Dataset entries

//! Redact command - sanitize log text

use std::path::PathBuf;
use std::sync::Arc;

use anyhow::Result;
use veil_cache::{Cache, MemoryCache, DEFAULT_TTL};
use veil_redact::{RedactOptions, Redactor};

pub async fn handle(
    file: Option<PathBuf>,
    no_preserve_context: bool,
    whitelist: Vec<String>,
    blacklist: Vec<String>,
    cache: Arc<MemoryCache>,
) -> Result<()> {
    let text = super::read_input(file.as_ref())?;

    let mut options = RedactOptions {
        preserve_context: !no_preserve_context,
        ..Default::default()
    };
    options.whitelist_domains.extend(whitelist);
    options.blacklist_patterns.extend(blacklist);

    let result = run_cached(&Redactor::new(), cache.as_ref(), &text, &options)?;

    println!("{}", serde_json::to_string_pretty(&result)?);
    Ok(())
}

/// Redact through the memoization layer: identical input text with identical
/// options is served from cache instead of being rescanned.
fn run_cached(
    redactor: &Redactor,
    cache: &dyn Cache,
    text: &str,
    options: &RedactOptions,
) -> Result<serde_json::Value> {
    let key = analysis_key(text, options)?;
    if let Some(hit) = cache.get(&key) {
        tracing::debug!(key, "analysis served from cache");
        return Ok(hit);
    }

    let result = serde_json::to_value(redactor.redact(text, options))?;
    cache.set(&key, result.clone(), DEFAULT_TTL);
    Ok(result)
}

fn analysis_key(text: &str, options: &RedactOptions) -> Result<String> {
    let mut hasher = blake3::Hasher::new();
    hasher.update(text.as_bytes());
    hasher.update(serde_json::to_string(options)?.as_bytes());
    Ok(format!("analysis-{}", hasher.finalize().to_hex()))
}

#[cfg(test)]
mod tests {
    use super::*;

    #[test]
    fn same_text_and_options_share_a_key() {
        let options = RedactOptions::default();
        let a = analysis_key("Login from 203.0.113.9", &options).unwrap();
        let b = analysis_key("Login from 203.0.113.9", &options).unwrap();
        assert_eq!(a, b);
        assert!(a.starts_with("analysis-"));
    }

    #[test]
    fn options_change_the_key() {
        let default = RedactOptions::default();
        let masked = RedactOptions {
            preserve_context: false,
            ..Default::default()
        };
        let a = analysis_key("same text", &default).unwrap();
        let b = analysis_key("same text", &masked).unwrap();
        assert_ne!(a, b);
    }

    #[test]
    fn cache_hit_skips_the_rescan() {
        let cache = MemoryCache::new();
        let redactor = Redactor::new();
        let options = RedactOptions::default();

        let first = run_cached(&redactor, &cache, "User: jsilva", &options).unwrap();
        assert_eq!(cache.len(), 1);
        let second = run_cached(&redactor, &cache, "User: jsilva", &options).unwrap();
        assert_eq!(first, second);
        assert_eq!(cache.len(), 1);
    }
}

==

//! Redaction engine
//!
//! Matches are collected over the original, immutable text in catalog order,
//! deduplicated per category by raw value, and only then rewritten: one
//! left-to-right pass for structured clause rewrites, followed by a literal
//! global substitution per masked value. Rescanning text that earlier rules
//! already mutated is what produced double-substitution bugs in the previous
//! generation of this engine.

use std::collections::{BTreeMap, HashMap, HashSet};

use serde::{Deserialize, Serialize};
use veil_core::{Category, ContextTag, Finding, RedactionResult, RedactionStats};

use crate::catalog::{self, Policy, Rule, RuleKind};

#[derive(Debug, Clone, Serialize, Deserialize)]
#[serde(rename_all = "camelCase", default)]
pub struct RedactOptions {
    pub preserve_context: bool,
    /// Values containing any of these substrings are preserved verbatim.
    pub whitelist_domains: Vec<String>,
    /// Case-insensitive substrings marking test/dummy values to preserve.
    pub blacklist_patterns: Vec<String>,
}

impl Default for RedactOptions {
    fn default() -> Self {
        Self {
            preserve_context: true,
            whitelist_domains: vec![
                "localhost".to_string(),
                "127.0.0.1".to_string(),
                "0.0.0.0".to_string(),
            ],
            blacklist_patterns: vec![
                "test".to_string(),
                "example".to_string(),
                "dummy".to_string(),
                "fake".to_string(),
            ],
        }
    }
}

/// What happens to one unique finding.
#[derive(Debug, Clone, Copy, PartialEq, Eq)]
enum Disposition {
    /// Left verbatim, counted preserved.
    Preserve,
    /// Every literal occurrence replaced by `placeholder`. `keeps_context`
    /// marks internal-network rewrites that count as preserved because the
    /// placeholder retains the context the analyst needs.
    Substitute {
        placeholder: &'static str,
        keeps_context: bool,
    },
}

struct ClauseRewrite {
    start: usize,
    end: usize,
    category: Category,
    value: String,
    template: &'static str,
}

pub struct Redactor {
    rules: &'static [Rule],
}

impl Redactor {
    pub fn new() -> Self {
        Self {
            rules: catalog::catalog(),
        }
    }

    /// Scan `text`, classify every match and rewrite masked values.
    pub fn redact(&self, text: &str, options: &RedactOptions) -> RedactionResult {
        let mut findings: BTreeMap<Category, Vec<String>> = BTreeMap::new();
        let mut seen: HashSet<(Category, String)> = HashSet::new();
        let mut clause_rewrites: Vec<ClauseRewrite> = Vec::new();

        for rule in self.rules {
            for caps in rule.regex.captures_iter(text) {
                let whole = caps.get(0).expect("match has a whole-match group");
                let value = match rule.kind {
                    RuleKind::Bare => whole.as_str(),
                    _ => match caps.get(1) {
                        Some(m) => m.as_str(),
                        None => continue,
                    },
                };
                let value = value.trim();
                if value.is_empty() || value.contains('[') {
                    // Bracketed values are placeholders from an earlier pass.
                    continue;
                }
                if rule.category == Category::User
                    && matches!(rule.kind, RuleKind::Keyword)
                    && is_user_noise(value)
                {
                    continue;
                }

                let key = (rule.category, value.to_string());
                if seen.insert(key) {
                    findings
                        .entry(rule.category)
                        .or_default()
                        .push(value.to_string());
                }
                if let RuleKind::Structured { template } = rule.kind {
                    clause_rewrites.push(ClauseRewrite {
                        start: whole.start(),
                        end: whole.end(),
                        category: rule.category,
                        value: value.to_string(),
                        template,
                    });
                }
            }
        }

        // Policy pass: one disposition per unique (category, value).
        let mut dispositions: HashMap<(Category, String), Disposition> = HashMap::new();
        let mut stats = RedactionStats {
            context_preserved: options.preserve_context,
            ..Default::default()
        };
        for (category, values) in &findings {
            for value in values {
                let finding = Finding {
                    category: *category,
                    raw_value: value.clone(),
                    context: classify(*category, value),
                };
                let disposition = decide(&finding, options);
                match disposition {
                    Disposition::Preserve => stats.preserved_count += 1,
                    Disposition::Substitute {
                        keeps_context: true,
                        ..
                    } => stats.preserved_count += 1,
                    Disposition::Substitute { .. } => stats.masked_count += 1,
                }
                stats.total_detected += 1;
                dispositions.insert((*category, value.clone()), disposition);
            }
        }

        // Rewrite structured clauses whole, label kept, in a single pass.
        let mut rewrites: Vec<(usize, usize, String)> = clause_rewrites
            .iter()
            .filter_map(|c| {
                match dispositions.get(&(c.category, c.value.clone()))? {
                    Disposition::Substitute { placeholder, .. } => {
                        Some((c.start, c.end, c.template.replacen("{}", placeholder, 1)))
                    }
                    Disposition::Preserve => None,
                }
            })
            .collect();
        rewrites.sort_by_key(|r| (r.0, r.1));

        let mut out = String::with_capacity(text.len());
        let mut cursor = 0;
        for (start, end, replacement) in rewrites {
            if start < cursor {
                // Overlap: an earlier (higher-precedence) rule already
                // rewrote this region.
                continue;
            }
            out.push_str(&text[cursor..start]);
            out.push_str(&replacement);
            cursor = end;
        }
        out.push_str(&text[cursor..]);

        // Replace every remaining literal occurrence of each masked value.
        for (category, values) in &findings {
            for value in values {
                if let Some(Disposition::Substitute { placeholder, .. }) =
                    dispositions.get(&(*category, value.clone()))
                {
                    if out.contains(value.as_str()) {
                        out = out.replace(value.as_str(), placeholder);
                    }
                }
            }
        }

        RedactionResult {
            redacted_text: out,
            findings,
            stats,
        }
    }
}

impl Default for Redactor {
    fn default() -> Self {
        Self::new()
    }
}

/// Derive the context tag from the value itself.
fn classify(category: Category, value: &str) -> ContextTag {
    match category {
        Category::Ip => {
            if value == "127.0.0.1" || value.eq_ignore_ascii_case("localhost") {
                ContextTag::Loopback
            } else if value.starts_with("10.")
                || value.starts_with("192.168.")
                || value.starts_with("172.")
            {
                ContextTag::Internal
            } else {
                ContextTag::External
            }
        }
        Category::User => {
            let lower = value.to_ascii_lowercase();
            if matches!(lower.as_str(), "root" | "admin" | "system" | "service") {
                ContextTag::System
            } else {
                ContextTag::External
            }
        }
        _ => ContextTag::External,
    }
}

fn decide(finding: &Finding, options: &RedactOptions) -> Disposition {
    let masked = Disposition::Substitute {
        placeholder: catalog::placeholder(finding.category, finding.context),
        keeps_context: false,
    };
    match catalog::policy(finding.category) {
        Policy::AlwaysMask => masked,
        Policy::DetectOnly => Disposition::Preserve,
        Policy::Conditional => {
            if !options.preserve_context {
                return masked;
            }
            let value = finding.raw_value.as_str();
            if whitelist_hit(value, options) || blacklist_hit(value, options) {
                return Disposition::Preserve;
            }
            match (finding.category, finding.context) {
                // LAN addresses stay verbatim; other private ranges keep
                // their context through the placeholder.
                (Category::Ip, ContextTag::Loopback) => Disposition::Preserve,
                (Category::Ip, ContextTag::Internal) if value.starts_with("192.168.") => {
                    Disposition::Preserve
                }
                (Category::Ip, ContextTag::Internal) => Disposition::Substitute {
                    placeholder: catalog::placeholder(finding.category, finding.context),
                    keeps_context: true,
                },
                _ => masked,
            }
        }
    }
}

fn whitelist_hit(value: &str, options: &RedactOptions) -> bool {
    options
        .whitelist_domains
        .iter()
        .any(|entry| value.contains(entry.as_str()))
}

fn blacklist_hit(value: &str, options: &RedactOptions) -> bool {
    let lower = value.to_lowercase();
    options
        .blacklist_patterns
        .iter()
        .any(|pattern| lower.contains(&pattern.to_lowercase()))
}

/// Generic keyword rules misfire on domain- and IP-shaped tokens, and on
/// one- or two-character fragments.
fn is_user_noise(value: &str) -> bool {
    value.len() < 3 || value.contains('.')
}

Assigned task
Looking at the material above, count the lines where the word "caps" occurs, and answer with that count alone.

Solution to this problem
3